[Start of section]
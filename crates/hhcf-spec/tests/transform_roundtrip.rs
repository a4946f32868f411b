use hhcf_spec::{
    irfft, irfft2, rfft, rfft2, Field, FtNormalization, InverseTransform, Real1dInverse,
    Real2dInverse, TransformMethod,
};
use ndarray::{Array1, Array2};
use rand::rngs::StdRng;
use rand::{Rng, SeedableRng};
use rustfft::num_complex::Complex64;

fn assert_close(actual: f64, expected: f64) {
    let scale = expected.abs().max(1e-12);
    assert!(
        (actual - expected).abs() / scale < 1e-9,
        "round trip mismatch: {actual} vs {expected}"
    );
}

#[test]
fn one_dimensional_round_trip_recovers_signal() {
    let mut rng = StdRng::seed_from_u64(0x5eed_0001);
    let factor = FtNormalization::AsymmetricFt.factor(1.0);
    for len in [2usize, 8, 64, 250] {
        let signal = Array1::from_shape_fn(len, |_| rng.gen_range(0.5..1.5));
        let packed = rfft(signal.view()).unwrap();
        assert_eq!(packed.len(), len / 2 + 1);
        let back = irfft(packed.view(), len).unwrap();
        for (a, b) in back.iter().zip(signal.iter()) {
            assert_close(a * factor, *b);
        }
    }
}

#[test]
fn two_dimensional_round_trip_recovers_field() {
    let mut rng = StdRng::seed_from_u64(0x5eed_0002);
    for (rows, cols) in [(4usize, 6usize), (16, 16), (7, 10)] {
        let field = Array2::from_shape_fn((rows, cols), |_| rng.gen_range(0.5..1.5));
        let packed = rfft2(field.view()).unwrap();
        assert_eq!(packed.dim(), (rows, cols / 2 + 1));
        let back = irfft2(packed.view()).unwrap();
        assert_eq!(back.dim(), (rows, cols));
        for (a, b) in back.iter().zip(field.iter()) {
            assert_close(*a, *b);
        }
    }
}

#[test]
fn real_1d_inverse_reads_only_leading_coefficients() {
    let coefficients = Array1::from(vec![4.0, 1.0, -0.5, 0.25, 9.0, 9.0, 9.0]);
    let field = Field::OneD(coefficients.clone());
    let out = Real1dInverse { output_len: 6 }.transform(&field).unwrap();
    let truncated: Array1<Complex64> = coefficients
        .iter()
        .take(4)
        .map(|&v| Complex64::new(v, 0.0))
        .collect();
    let expected = irfft(truncated.view(), 6).unwrap();
    match out {
        Field::OneD(values) => {
            assert_eq!(values.len(), 6);
            for (a, b) in values.iter().zip(expected.iter()) {
                assert_close(*a, *b);
            }
        }
        other => panic!("expected a 1D field, got {:?}", other.shape()),
    }
}

#[test]
fn real_2d_inverse_widens_the_packed_axis() {
    let spectrum = Field::TwoD(Array2::from_elem((8, 8), 1.0));
    let out = Real2dInverse.transform(&spectrum).unwrap();
    assert_eq!(out.shape(), &[8, 14]);
    // A constant real spectrum concentrates the signal at the origin.
    match out {
        Field::TwoD(values) => {
            assert!(values[[0, 0]] > 0.0);
            assert!(values.iter().all(|v| v.is_finite()));
        }
        other => panic!("expected a 2D field, got {:?}", other.shape()),
    }
}

#[test]
fn method_registry_selects_dimensionality() {
    let planar: TransformMethod = "inverse_fft".parse().unwrap();
    let alias: TransformMethod = "irfft".parse().unwrap();
    assert_eq!(planar, TransformMethod::Real2d);
    assert_eq!(alias, TransformMethod::Real1d);
    assert_eq!(alias.to_string(), "inverse_fft_1d");
    let transform = alias.inverse(16);
    let out = transform
        .transform(&Field::OneD(Array1::from_elem(16, 1.0)))
        .unwrap();
    assert_eq!(out.shape(), &[16]);
}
[End of section]
» **Your assignment**
Your answer should be only a number: how many lines of the data above contain the string "panic"?

» **Expected answer**
2